__Input data__
........

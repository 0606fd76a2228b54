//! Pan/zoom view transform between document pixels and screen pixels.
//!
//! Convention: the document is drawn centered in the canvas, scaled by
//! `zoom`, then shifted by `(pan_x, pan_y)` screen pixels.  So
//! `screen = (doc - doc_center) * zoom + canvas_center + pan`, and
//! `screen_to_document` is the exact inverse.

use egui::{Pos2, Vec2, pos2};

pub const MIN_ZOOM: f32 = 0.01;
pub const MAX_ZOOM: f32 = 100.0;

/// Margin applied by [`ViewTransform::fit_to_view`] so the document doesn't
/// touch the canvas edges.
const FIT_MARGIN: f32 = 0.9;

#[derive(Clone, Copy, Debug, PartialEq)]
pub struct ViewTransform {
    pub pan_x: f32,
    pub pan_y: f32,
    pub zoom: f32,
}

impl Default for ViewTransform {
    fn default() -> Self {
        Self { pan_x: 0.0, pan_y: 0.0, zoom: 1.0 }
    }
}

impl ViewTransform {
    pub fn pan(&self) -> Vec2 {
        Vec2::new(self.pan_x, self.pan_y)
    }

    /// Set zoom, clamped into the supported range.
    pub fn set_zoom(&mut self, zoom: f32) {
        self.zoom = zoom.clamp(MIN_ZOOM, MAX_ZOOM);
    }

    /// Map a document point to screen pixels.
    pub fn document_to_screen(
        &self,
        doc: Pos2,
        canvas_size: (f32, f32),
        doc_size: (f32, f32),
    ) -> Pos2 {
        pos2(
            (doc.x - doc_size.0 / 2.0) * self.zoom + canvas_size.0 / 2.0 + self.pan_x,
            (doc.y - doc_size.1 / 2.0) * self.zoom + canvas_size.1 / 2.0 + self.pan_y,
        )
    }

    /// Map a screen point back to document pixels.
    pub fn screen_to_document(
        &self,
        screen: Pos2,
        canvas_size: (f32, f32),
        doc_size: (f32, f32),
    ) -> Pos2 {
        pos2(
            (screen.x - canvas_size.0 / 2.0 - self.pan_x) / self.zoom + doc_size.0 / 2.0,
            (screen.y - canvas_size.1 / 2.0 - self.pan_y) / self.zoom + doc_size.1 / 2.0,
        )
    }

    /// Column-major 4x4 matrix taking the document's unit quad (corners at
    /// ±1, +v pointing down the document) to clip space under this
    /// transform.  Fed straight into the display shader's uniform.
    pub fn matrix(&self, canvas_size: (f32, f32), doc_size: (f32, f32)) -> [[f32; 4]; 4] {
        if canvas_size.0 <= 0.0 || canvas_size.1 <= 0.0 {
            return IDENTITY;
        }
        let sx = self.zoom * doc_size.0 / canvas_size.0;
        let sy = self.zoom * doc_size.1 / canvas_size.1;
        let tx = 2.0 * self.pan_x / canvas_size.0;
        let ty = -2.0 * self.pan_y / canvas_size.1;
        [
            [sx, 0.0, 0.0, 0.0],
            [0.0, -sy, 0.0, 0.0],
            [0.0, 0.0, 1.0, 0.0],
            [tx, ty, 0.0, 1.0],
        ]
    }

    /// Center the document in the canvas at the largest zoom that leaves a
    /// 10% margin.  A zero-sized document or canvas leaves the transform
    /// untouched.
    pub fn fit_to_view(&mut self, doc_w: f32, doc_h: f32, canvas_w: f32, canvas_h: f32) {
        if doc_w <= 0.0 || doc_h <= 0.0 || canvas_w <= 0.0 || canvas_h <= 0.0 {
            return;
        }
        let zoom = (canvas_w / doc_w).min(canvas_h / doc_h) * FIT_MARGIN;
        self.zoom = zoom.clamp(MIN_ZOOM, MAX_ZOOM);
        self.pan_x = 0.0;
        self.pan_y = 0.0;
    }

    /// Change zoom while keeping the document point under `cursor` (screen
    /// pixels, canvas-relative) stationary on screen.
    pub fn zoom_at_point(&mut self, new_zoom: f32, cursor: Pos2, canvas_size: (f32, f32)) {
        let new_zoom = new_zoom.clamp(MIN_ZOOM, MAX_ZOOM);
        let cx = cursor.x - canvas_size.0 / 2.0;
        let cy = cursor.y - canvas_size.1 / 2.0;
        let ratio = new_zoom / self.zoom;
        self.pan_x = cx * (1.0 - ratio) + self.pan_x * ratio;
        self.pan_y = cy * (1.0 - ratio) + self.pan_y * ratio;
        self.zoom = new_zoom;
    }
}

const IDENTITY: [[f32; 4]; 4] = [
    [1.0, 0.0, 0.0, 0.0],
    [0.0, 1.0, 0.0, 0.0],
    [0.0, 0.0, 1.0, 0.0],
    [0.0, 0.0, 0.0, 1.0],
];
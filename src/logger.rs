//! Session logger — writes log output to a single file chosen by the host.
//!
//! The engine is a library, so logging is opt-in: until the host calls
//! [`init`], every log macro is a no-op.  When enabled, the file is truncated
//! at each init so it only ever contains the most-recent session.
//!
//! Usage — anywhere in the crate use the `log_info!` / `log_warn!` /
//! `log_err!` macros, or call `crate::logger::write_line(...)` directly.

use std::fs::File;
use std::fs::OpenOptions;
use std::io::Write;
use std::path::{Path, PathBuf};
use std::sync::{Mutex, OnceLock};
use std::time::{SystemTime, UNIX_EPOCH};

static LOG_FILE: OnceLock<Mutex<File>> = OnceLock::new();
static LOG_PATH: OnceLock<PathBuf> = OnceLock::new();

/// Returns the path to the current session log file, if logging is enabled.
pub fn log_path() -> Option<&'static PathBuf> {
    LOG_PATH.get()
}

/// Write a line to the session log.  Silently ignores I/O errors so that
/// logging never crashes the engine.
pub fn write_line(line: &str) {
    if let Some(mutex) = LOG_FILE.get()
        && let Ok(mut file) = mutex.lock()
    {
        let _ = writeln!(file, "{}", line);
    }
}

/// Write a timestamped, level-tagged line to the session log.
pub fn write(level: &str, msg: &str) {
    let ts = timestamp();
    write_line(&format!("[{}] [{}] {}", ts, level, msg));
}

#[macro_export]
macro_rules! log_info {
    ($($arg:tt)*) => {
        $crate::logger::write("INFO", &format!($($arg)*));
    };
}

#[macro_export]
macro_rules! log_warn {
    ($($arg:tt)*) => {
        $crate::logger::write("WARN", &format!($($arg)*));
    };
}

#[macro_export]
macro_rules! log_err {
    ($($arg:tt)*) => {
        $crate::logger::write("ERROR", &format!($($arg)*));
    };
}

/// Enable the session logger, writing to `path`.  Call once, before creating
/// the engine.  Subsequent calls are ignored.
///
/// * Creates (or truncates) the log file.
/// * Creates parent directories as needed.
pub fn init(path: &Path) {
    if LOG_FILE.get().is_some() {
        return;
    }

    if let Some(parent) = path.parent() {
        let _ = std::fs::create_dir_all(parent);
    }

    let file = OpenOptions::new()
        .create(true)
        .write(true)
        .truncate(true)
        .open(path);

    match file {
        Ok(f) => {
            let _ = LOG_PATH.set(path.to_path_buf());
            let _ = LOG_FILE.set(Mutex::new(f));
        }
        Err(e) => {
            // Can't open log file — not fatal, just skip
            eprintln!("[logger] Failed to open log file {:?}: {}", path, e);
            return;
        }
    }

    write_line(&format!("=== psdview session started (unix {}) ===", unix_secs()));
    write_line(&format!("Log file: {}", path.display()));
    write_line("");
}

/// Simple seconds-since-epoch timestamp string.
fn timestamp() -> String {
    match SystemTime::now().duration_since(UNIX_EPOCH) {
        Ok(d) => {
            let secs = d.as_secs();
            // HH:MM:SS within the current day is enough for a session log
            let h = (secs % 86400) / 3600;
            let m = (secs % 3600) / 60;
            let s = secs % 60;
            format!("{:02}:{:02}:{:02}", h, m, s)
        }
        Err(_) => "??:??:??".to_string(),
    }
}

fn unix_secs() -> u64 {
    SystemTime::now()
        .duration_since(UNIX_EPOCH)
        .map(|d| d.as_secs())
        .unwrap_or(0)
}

........

__Exercise instructions__
If a line in the records above includes the string "logger", copy it.

__Response to this exercise__
filename src/logger.rs
//! Session logger — writes log output to a single file chosen by the host.
//! `log_err!` macros, or call `crate::logger::write_line(...)` directly.
        $crate::logger::write("INFO", &format!($($arg)*));
        $crate::logger::write("WARN", &format!($($arg)*));
        $crate::logger::write("ERROR", &format!($($arg)*));
/// Enable the session logger, writing to `path`.  Call once, before creating
            eprintln!("[logger] Failed to open log file {:?}: {}", path, e);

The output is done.